BEGIN The records
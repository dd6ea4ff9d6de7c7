//! Wall-of-Fame entity <-> model mapper

use social_core::entities::WallOfFameEntry;
use social_core::value_objects::Snowflake;

use crate::models::WallOfFameModel;

impl From<WallOfFameModel> for WallOfFameEntry {
    fn from(model: WallOfFameModel) -> Self {
        WallOfFameEntry {
            id: Snowflake::new(model.id),
            post_id: Snowflake::new(model.post_id),
            title: model.title,
            media_url: model.media_url,
            description: model.description,
            likes: model.likes,
            post_created_at: model.post_created_at,
            archived_at: model.archived_at,
        }
    }
}
//! Streaming construction of mapped array files.
//!
//! Values are written in fixed-size batches behind a placeholder header; the header is
//! rewritten with the final count once the source is exhausted. The source is never
//! materialized in memory.

use std::{
    fs::File,
    io::{BufWriter, Seek, SeekFrom, Write},
    path::Path,
};

use longbits_common::Result;
use longbits_page_alloc::align_to_page;

use super::{
    MappedLongArray,
    config::BulkSaveConfig,
    format::{self, FileHeader},
    io_context,
};

impl MappedLongArray {
    /// Writes `values` into a new file at `path` that can later be opened with
    /// [`MappedLongArray::load`].
    ///
    /// An existing file is replaced. On failure the partially written file is removed.
    ///
    /// Returns the number of words written.
    pub fn save_iter<I>(path: impl AsRef<Path>, values: I, config: &BulkSaveConfig) -> Result<u64>
    where
        I: IntoIterator<Item = u64>,
    {
        config.validate()?;
        let path = path.as_ref();
        let file = File::create(path).map_err(io_context("create", path))?;
        match write_stream(&file, path, values.into_iter(), config) {
            Ok(count) => {
                log::debug!("saved {count} words to '{}'", path.display());
                Ok(count)
            }
            Err(e) => {
                drop(file);
                if let Err(cleanup) = std::fs::remove_file(path) {
                    log::warn!(
                        "failed to remove partially written '{}': {cleanup}",
                        path.display()
                    );
                }
                Err(e)
            }
        }
    }

    /// Writes `words` into a new file at `path`.
    pub fn save_slice(path: impl AsRef<Path>, words: &[u64]) -> Result<u64> {
        Self::save_iter(path, words.iter().copied(), &BulkSaveConfig::default())
    }
}

fn write_stream(
    file: &File,
    path: &Path,
    values: impl Iterator<Item = u64>,
    config: &BulkSaveConfig,
) -> Result<u64> {
    let mut writer = BufWriter::new(file);
    writer
        .write_all(&FileHeader::new(0).to_bytes())
        .map_err(io_context("write header to", path))?;

    let mut batch = Vec::with_capacity(config.batch_words);
    let mut count = 0u64;
    for value in values {
        batch.push(value);
        if batch.len() == config.batch_words {
            writer
                .write_all(bytemuck::cast_slice(&batch))
                .map_err(io_context("write to", path))?;
            count += batch.len() as u64;
            batch.clear();
        }
    }
    if !batch.is_empty() {
        writer
            .write_all(bytemuck::cast_slice(&batch))
            .map_err(io_context("write to", path))?;
        count += batch.len() as u64;
    }

    let mut file = writer
        .into_inner()
        .map_err(|e| e.into_error())
        .map_err(io_context("flush", path))?;
    file.set_len(align_to_page(format::data_len(count)?))
        .map_err(io_context("pad", path))?;
    file.seek(SeekFrom::Start(0))
        .map_err(io_context("seek", path))?;
    file.write_all(&FileHeader::new(count).to_bytes())
        .map_err(io_context("rewrite header of", path))?;
    if config.sync {
        file.sync_all().map_err(io_context("sync", path))?;
    }
    Ok(count)
}
pub type Result<T> = std::result::Result<T, crate::error::Error>;

#[inline]
pub fn verify_arg(predicate: bool, name: &str, condition: &str) -> Result<()> {
    if predicate {
        Ok(())
    } else {
        invalid_arg(name, condition)
    }
}

#[inline]
pub fn verify_data(predicate: bool, name: &str, condition: &str) -> Result<()> {
    if predicate {
        Ok(())
    } else {
        invalid_format(name, condition)
    }
}

#[cold]
pub fn invalid_arg(name: &str, condition: &str) -> Result<()> {
    Err(crate::error::ErrorKind::InvalidArgument {
        name: name.to_string(),
        message: condition.to_string(),
    }
    .into())
}

#[cold]
pub fn invalid_format(name: &str, condition: &str) -> Result<()> {
    Err(crate::error::ErrorKind::InvalidFormat {
        element: name.to_string(),
        message: condition.to_string(),
    }
    .into())
}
END The records
**Activity**:
Output must be limited to the lines beginning with the one that contains "pub fn invalid_format(name: &str, condition: &str)" and ending with the last line of the entries, reproduced exactly.

**Response to the task**:
pub fn invalid_format(name: &str, condition: &str) -> Result<()> {
    Err(crate::error::ErrorKind::InvalidFormat {
        element: name.to_string(),
        message: condition.to_string(),
    }
    .into())
}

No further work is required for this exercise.